(Stored data entries)
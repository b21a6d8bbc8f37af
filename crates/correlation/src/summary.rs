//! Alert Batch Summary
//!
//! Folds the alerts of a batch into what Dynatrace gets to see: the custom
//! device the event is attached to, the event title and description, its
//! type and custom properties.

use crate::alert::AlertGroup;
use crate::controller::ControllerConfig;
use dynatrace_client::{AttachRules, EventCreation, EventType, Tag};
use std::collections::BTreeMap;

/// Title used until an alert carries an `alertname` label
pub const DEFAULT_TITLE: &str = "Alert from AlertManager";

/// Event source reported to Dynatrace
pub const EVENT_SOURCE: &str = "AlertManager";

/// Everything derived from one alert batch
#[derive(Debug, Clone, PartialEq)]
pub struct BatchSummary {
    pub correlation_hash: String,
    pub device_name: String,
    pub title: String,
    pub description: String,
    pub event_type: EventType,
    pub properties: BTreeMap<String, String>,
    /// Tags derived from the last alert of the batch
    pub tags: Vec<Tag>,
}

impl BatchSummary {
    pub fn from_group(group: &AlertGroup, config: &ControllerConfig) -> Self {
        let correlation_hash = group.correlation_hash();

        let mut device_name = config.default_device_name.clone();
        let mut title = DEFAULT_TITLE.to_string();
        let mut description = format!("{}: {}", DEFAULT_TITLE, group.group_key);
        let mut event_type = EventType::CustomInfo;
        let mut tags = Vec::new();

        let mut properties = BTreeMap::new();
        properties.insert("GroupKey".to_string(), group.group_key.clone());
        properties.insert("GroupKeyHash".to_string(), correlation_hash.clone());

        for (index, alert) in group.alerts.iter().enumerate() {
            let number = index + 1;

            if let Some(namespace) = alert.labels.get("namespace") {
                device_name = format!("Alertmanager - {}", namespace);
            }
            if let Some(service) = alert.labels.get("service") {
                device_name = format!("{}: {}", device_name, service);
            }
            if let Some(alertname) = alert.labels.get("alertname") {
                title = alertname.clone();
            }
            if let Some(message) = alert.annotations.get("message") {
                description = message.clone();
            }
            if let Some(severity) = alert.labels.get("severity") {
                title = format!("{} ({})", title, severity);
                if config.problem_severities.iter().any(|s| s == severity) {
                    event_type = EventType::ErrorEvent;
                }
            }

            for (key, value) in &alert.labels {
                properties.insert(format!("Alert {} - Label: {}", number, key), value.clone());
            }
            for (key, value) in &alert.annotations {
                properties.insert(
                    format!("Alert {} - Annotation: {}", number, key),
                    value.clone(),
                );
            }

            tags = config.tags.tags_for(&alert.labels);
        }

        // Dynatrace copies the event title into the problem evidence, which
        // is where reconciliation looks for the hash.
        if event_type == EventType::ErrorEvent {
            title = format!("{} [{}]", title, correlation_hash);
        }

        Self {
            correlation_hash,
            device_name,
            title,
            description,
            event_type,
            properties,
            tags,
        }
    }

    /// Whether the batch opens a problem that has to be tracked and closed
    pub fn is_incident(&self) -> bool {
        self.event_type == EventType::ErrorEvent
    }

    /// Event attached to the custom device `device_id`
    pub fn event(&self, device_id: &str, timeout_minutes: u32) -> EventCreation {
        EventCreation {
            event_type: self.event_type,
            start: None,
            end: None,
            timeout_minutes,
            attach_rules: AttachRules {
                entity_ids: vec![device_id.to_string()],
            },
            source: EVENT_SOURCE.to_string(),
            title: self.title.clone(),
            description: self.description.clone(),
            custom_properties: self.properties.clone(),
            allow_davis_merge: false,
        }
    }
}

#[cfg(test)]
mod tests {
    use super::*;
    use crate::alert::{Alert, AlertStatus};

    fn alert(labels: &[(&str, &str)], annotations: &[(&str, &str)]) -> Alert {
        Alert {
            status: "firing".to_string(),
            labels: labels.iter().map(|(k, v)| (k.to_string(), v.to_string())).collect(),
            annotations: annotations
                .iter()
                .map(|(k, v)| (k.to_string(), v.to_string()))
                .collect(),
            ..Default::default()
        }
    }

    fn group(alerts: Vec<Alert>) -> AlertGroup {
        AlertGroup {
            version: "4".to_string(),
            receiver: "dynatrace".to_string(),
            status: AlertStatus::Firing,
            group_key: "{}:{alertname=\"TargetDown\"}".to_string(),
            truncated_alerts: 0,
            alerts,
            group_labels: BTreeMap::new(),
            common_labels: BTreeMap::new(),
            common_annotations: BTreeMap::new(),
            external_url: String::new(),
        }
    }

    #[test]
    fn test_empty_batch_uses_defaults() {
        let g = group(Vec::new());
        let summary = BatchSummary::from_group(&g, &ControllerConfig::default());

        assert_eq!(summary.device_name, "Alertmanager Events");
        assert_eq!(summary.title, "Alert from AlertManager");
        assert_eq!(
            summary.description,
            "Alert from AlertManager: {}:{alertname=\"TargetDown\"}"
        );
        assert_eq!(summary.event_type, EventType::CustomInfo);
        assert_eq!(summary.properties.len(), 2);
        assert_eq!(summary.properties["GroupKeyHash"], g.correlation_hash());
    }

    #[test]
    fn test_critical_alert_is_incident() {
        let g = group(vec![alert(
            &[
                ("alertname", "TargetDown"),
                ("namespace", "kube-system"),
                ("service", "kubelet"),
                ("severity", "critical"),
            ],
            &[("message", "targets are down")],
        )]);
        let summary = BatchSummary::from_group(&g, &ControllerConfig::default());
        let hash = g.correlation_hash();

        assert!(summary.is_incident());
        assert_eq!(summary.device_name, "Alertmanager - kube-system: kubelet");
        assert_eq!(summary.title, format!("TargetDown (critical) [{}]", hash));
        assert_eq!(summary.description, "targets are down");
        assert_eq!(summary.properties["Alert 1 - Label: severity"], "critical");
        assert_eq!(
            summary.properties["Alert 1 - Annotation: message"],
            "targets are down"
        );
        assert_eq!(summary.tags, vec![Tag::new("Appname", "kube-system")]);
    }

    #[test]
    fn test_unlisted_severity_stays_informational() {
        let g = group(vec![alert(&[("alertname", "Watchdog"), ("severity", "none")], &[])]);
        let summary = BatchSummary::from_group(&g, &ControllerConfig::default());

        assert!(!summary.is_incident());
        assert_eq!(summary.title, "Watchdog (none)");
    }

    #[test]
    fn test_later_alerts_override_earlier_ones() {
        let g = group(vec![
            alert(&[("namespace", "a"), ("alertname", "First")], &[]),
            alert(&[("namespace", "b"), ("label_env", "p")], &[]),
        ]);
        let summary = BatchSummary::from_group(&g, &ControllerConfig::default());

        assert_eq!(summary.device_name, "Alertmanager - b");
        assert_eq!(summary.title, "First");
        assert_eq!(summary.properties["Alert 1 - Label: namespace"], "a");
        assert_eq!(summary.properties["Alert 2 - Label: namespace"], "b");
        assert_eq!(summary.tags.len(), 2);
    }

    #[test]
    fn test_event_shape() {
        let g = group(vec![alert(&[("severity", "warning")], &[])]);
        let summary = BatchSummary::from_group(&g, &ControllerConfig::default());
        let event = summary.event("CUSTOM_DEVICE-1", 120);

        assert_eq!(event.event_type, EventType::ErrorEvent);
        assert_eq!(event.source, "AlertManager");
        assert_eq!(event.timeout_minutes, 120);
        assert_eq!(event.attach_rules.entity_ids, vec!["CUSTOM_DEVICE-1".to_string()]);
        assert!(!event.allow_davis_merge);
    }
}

---

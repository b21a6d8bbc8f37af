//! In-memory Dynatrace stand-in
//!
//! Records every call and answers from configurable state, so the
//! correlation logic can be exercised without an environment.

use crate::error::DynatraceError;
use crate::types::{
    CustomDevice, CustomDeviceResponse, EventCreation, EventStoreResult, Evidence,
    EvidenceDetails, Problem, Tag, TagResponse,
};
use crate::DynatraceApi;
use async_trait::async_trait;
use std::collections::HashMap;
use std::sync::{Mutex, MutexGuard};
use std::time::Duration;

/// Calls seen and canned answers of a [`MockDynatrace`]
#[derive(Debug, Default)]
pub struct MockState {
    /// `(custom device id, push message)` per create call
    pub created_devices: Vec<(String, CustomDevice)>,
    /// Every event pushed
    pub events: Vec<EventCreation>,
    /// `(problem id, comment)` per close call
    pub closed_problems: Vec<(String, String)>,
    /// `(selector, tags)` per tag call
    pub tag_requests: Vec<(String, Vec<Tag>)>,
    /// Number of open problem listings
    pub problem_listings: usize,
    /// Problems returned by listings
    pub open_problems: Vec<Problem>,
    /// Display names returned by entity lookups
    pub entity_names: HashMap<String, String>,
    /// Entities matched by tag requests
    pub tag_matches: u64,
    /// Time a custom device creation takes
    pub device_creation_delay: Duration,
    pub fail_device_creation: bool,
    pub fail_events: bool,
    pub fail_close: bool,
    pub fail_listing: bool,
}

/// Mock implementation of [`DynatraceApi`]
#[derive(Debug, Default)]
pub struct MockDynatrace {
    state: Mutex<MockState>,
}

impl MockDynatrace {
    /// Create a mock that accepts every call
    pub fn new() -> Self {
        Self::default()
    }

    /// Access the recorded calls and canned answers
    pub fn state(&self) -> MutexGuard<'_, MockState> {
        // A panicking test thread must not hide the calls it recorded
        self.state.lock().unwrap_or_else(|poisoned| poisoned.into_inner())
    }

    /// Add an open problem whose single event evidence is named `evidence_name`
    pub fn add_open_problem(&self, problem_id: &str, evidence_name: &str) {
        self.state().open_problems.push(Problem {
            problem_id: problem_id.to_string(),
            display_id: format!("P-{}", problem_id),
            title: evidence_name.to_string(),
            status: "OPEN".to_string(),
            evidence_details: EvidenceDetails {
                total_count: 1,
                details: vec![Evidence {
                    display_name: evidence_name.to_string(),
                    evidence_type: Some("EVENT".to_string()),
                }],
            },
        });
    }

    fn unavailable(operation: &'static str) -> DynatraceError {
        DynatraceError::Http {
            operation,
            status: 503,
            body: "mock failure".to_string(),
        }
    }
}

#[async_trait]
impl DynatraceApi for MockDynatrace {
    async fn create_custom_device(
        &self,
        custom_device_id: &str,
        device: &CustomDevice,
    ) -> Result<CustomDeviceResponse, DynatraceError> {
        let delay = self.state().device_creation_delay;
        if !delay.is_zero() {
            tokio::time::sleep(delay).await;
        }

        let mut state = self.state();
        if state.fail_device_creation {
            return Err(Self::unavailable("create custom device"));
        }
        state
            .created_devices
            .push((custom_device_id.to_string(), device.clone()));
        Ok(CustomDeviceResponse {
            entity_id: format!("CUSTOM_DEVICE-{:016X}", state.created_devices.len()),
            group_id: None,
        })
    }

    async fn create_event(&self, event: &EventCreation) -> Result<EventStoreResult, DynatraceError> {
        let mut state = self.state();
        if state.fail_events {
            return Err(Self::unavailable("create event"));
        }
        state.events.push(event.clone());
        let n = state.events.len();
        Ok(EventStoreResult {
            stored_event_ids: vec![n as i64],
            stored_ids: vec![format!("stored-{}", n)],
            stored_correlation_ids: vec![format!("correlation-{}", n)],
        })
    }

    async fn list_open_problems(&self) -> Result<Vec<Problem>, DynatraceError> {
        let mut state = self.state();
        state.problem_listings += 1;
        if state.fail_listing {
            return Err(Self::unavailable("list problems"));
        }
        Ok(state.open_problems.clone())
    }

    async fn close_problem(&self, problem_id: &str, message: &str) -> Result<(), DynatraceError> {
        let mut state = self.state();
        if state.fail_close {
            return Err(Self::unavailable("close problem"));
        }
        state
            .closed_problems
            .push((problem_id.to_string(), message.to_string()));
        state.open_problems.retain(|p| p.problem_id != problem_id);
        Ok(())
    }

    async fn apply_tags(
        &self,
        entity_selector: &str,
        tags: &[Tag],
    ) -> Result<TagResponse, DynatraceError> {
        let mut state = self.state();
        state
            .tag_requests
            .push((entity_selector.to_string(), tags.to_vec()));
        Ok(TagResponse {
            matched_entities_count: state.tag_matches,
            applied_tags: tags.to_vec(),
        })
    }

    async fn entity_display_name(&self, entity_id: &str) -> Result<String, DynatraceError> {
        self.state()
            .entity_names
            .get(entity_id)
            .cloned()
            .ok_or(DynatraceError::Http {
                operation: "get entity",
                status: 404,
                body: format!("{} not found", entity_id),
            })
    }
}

_REQUIRED WORK_. What lines above contain the string "AlertGroup"? Copy all of them.

_ANSWER AREA_.
use crate::alert::AlertGroup;
    pub fn from_group(group: &AlertGroup, config: &ControllerConfig) -> Self {
    fn group(alerts: Vec<Alert>) -> AlertGroup {
        AlertGroup {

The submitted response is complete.